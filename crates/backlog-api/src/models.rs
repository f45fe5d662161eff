//! Backlog records and request/response shapes.
//!
//! Records wrap the JSON value the service returned. They serialize back to
//! exactly that value, key order included, so fields this crate does not
//! model (custom fields, new API additions, explicit `null`s) pass through
//! untouched.

use base64::Engine as _;
use base64::engine::general_purpose::STANDARD;
use chrono::{DateTime, Utc};
use schemars::JsonSchema;
use serde::{Deserialize, Serialize};
use serde_json::Value;

/// Defines a record newtype over the raw JSON value with the accessors every
/// Backlog record shares.
macro_rules! remote_record {
    ($(#[$meta:meta])* $name:ident) => {
        $(#[$meta])*
        #[derive(Debug, Clone, PartialEq, Serialize, Deserialize)]
        #[serde(transparent)]
        pub struct $name(Value);

        impl $name {
            /// Numeric identifier assigned by Backlog.
            #[must_use]
            pub fn id(&self) -> Option<u64> {
                self.0.get("id").and_then(Value::as_u64)
            }

            /// Creation timestamp.
            #[must_use]
            pub fn created(&self) -> Option<DateTime<Utc>> {
                timestamp(&self.0, "created")
            }

            /// Look up any top-level field by its API name.
            #[must_use]
            pub fn field(&self, name: &str) -> Option<&Value> {
                self.0.get(name)
            }

            /// The record exactly as received.
            #[must_use]
            pub fn as_value(&self) -> &Value {
                &self.0
            }

            /// Consume the record, returning the received JSON.
            #[must_use]
            pub fn into_value(self) -> Value {
                self.0
            }
        }

        impl From<Value> for $name {
            fn from(value: Value) -> Self {
                Self(value)
            }
        }
    };
}

remote_record! {
    /// An issue, as returned by `GET /issues/{issueIdOrKey}`.
    Issue
}

remote_record! {
    /// A comment on an issue.
    Comment
}

remote_record! {
    /// Metadata of a file attached to an issue.
    Attachment
}

remote_record! {
    /// A file from the space's shared file storage linked to an issue.
    SharedFile
}

impl Issue {
    /// Issue key such as `PROJ-12`.
    #[must_use]
    pub fn issue_key(&self) -> Option<&str> {
        str_field(&self.0, "issueKey")
    }

    /// One-line summary.
    #[must_use]
    pub fn summary(&self) -> Option<&str> {
        str_field(&self.0, "summary")
    }

    /// Body text.
    #[must_use]
    pub fn description(&self) -> Option<&str> {
        str_field(&self.0, "description")
    }

    /// Name of the current status.
    #[must_use]
    pub fn status_name(&self) -> Option<&str> {
        self.0.get("status").and_then(|s| str_field(s, "name"))
    }

    /// Attachment metadata embedded in the issue record.
    #[must_use]
    pub fn attachments(&self) -> Vec<Attachment> {
        self.0
            .get("attachments")
            .and_then(Value::as_array)
            .map(|items| items.iter().cloned().map(Attachment).collect())
            .unwrap_or_default()
    }

    /// Last update timestamp.
    #[must_use]
    pub fn updated(&self) -> Option<DateTime<Utc>> {
        timestamp(&self.0, "updated")
    }
}

impl Comment {
    /// Comment text. `None` for comments that only record field changes.
    #[must_use]
    pub fn content(&self) -> Option<&str> {
        str_field(&self.0, "content")
    }

    /// Number of field changes recorded with the comment.
    #[must_use]
    pub fn change_log_len(&self) -> usize {
        self.0
            .get("changeLog")
            .and_then(Value::as_array)
            .map_or(0, Vec::len)
    }
}

impl Attachment {
    /// File name.
    #[must_use]
    pub fn name(&self) -> Option<&str> {
        str_field(&self.0, "name")
    }

    /// Size in bytes.
    #[must_use]
    pub fn size(&self) -> Option<u64> {
        self.0.get("size").and_then(Value::as_u64)
    }
}

impl SharedFile {
    /// Entry type, `file` or `directory`.
    #[must_use]
    pub fn kind(&self) -> Option<&str> {
        str_field(&self.0, "type")
    }

    /// Directory path inside the shared storage.
    #[must_use]
    pub fn dir(&self) -> Option<&str> {
        str_field(&self.0, "dir")
    }

    /// File name.
    #[must_use]
    pub fn name(&self) -> Option<&str> {
        str_field(&self.0, "name")
    }

    /// Size in bytes.
    #[must_use]
    pub fn size(&self) -> Option<u64> {
        self.0.get("size").and_then(Value::as_u64)
    }
}

fn str_field<'a>(value: &'a Value, name: &str) -> Option<&'a str> {
    value.get(name).and_then(Value::as_str)
}

fn timestamp(value: &Value, name: &str) -> Option<DateTime<Utc>> {
    str_field(value, name)
        .and_then(|raw| DateTime::parse_from_rfc3339(raw).ok())
        .map(|t| t.with_timezone(&Utc))
}

/// Response of [`BacklogClient::get_issue_comments`](crate::BacklogClient::get_issue_comments).
#[derive(Debug, Clone, PartialEq, Serialize, Deserialize)]
pub struct CommentList {
    /// Comments in the order the service returned them.
    pub comments: Vec<Comment>,
}

/// Response of [`BacklogClient::get_issue_attachments`](crate::BacklogClient::get_issue_attachments).
#[derive(Debug, Clone, PartialEq, Serialize, Deserialize)]
pub struct AttachmentList {
    /// Attachment metadata.
    pub attachments: Vec<Attachment>,
}

/// Response of [`BacklogClient::get_issue_shared_files`](crate::BacklogClient::get_issue_shared_files).
#[derive(Debug, Clone, PartialEq, Serialize, Deserialize)]
#[serde(rename_all = "camelCase")]
pub struct SharedFileList {
    /// Shared files linked to the issue.
    pub shared_files: Vec<SharedFile>,
}

/// A downloaded attachment, base64-encoded (standard alphabet, padded).
#[derive(Debug, Clone, PartialEq, Eq, Serialize, Deserialize)]
#[serde(rename_all = "camelCase")]
pub struct AttachmentContent {
    /// Encoded file bytes.
    pub file_data: String,
}

impl AttachmentContent {
    /// Encode raw file bytes.
    #[must_use]
    pub fn from_bytes(bytes: &[u8]) -> Self {
        Self {
            file_data: STANDARD.encode(bytes),
        }
    }

    /// Decode back into the original bytes.
    ///
    /// # Errors
    ///
    /// Returns an error if `file_data` is not valid base64.
    pub fn decode(&self) -> Result<Vec<u8>, base64::DecodeError> {
        STANDARD.decode(&self.file_data)
    }
}

/// Sort order for comment listings.
#[derive(Debug, Clone, Copy, PartialEq, Eq, Serialize, Deserialize, JsonSchema)]
#[serde(rename_all = "lowercase")]
pub enum CommentOrder {
    /// Oldest first.
    Asc,
    /// Newest first. The service default.
    Desc,
}

impl CommentOrder {
    /// Query parameter value.
    #[must_use]
    pub fn as_str(self) -> &'static str {
        match self {
            Self::Asc => "asc",
            Self::Desc => "desc",
        }
    }
}

/// Optional filters for comment listings. Unset fields are not sent.
#[derive(Debug, Clone, Copy, Default, PartialEq, Eq)]
pub struct CommentQuery {
    /// Only comments with an id at or above this value.
    pub min_id: Option<u64>,
    /// Only comments with an id at or below this value.
    pub max_id: Option<u64>,
    /// Number of comments to return (the service accepts 1-100, default 20).
    pub count: Option<u64>,
    /// Sort order.
    pub order: Option<CommentOrder>,
}

impl CommentQuery {
    /// Query parameters in the order they are sent.
    #[must_use]
    pub fn to_pairs(&self) -> Vec<(&'static str, String)> {
        let mut pairs = Vec::with_capacity(4);
        if let Some(min_id) = self.min_id {
            pairs.push(("minId", min_id.to_string()));
        }
        if let Some(max_id) = self.max_id {
            pairs.push(("maxId", max_id.to_string()));
        }
        if let Some(count) = self.count {
            pairs.push(("count", count.to_string()));
        }
        if let Some(order) = self.order {
            pairs.push(("order", order.as_str().to_string()));
        }
        pairs
    }
}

--------

### What you need to do
What you give back must match the material word for word.

### Answer for the task
filename crates/backlog-api/src/models.rs
repository f45fe5d662161eff
//! Backlog records and request/response shapes.
//!
//! Records wrap the JSON value the service returned. They serialize back to
//! exactly that value, key order included, so fields this crate does not
//! model (custom fields, new API additions, explicit `null`s) pass through
//! untouched.

use base64::Engine as _;
use base64::engine::general_purpose::STANDARD;
use chrono::{DateTime, Utc};
use schemars::JsonSchema;
use serde::{Deserialize, Serialize};
use serde_json::Value;

/// Defines a record newtype over the raw JSON value with the accessors every
/// Backlog record shares.
macro_rules! remote_record {
    ($(#[$meta:meta])* $name:ident) => {
        $(#[$meta])*
        #[derive(Debug, Clone, PartialEq, Serialize, Deserialize)]
        #[serde(transparent)]
        pub struct $name(Value);

        impl $name {
            /// Numeric identifier assigned by Backlog.
            #[must_use]
            pub fn id(&self) -> Option<u64> {
                self.0.get("id").and_then(Value::as_u64)
            }

            /// Creation timestamp.
            #[must_use]
            pub fn created(&self) -> Option<DateTime<Utc>> {
                timestamp(&self.0, "created")
            }

            /// Look up any top-level field by its API name.
            #[must_use]
            pub fn field(&self, name: &str) -> Option<&Value> {
                self.0.get(name)
            }

            /// The record exactly as received.
            #[must_use]
            pub fn as_value(&self) -> &Value {
                &self.0
            }

            /// Consume the record, returning the received JSON.
            #[must_use]
            pub fn into_value(self) -> Value {
                self.0
            }
        }

        impl From<Value> for $name {
            fn from(value: Value) -> Self {
                Self(value)
            }
        }
    };
}

remote_record! {
    /// An issue, as returned by `GET /issues/{issueIdOrKey}`.
    Issue
}

remote_record! {
    /// A comment on an issue.
    Comment
}

remote_record! {
    /// Metadata of a file attached to an issue.
    Attachment
}

remote_record! {
    /// A file from the space's shared file storage linked to an issue.
    SharedFile
}

impl Issue {
    /// Issue key such as `PROJ-12`.
    #[must_use]
    pub fn issue_key(&self) -> Option<&str> {
        str_field(&self.0, "issueKey")
    }

    /// One-line summary.
    #[must_use]
    pub fn summary(&self) -> Option<&str> {
        str_field(&self.0, "summary")
    }

    /// Body text.
    #[must_use]
    pub fn description(&self) -> Option<&str> {
        str_field(&self.0, "description")
    }

    /// Name of the current status.
    #[must_use]
    pub fn status_name(&self) -> Option<&str> {
        self.0.get("status").and_then(|s| str_field(s, "name"))
    }

    /// Attachment metadata embedded in the issue record.
    #[must_use]
    pub fn attachments(&self) -> Vec<Attachment> {
        self.0
            .get("attachments")
            .and_then(Value::as_array)
            .map(|items| items.iter().cloned().map(Attachment).collect())
            .unwrap_or_default()
    }

    /// Last update timestamp.
    #[must_use]
    pub fn updated(&self) -> Option<DateTime<Utc>> {
        timestamp(&self.0, "updated")
    }
}

impl Comment {
    /// Comment text. `None` for comments that only record field changes.
    #[must_use]
    pub fn content(&self) -> Option<&str> {
        str_field(&self.0, "content")
    }

    /// Number of field changes recorded with the comment.
    #[must_use]
    pub fn change_log_len(&self) -> usize {
        self.0
            .get("changeLog")
            .and_then(Value::as_array)
            .map_or(0, Vec::len)
    }
}

impl Attachment {
    /// File name.
    #[must_use]
    pub fn name(&self) -> Option<&str> {
        str_field(&self.0, "name")
    }

    /// Size in bytes.
    #[must_use]
    pub fn size(&self) -> Option<u64> {
        self.0.get("size").and_then(Value::as_u64)
    }
}

impl SharedFile {
    /// Entry type, `file` or `directory`.
    #[must_use]
    pub fn kind(&self) -> Option<&str> {
        str_field(&self.0, "type")
    }

    /// Directory path inside the shared storage.
    #[must_use]
    pub fn dir(&self) -> Option<&str> {
        str_field(&self.0, "dir")
    }

    /// File name.
    #[must_use]
    pub fn name(&self) -> Option<&str> {
        str_field(&self.0, "name")
    }

    /// Size in bytes.
    #[must_use]
    pub fn size(&self) -> Option<u64> {
        self.0.get("size").and_then(Value::as_u64)
    }
}

fn str_field<'a>(value: &'a Value, name: &str) -> Option<&'a str> {
    value.get(name).and_then(Value::as_str)
}

fn timestamp(value: &Value, name: &str) -> Option<DateTime<Utc>> {
    str_field(value, name)
        .and_then(|raw| DateTime::parse_from_rfc3339(raw).ok())
        .map(|t| t.with_timezone(&Utc))
}

/// Response of [`BacklogClient::get_issue_comments`](crate::BacklogClient::get_issue_comments).
#[derive(Debug, Clone, PartialEq, Serialize, Deserialize)]
pub struct CommentList {
    /// Comments in the order the service returned them.
    pub comments: Vec<Comment>,
}

/// Response of [`BacklogClient::get_issue_attachments`](crate::BacklogClient::get_issue_attachments).
#[derive(Debug, Clone, PartialEq, Serialize, Deserialize)]
pub struct AttachmentList {
    /// Attachment metadata.
    pub attachments: Vec<Attachment>,
}

/// Response of [`BacklogClient::get_issue_shared_files`](crate::BacklogClient::get_issue_shared_files).
#[derive(Debug, Clone, PartialEq, Serialize, Deserialize)]
#[serde(rename_all = "camelCase")]
pub struct SharedFileList {
    /// Shared files linked to the issue.
    pub shared_files: Vec<SharedFile>,
}

/// A downloaded attachment, base64-encoded (standard alphabet, padded).
#[derive(Debug, Clone, PartialEq, Eq, Serialize, Deserialize)]
#[serde(rename_all = "camelCase")]
pub struct AttachmentContent {
    /// Encoded file bytes.
    pub file_data: String,
}

impl AttachmentContent {
    /// Encode raw file bytes.
    #[must_use]
    pub fn from_bytes(bytes: &[u8]) -> Self {
        Self {
            file_data: STANDARD.encode(bytes),
        }
    }

    /// Decode back into the original bytes.
    ///
    /// # Errors
    ///
    /// Returns an error if `file_data` is not valid base64.
    pub fn decode(&self) -> Result<Vec<u8>, base64::DecodeError> {
        STANDARD.decode(&self.file_data)
    }
}

/// Sort order for comment listings.
#[derive(Debug, Clone, Copy, PartialEq, Eq, Serialize, Deserialize, JsonSchema)]
#[serde(rename_all = "lowercase")]
pub enum CommentOrder {
    /// Oldest first.
    Asc,
    /// Newest first. The service default.
    Desc,
}

impl CommentOrder {
    /// Query parameter value.
    #[must_use]
    pub fn as_str(self) -> &'static str {
        match self {
            Self::Asc => "asc",
            Self::Desc => "desc",
        }
    }
}

/// Optional filters for comment listings. Unset fields are not sent.
#[derive(Debug, Clone, Copy, Default, PartialEq, Eq)]
pub struct CommentQuery {
    /// Only comments with an id at or above this value.
    pub min_id: Option<u64>,
    /// Only comments with an id at or below this value.
    pub max_id: Option<u64>,
    /// Number of comments to return (the service accepts 1-100, default 20).
    pub count: Option<u64>,
    /// Sort order.
    pub order: Option<CommentOrder>,
}

impl CommentQuery {
    /// Query parameters in the order they are sent.
    #[must_use]
    pub fn to_pairs(&self) -> Vec<(&'static str, String)> {
        let mut pairs = Vec::with_capacity(4);
        if let Some(min_id) = self.min_id {
            pairs.push(("minId", min_id.to_string()));
        }
        if let Some(max_id) = self.max_id {
            pairs.push(("maxId", max_id.to_string()));
        }
        if let Some(count) = self.count {
            pairs.push(("count", count.to_string()));
        }
        if let Some(order) = self.order {
            pairs.push(("order", order.as_str().to_string()));
        }
        pairs
    }
}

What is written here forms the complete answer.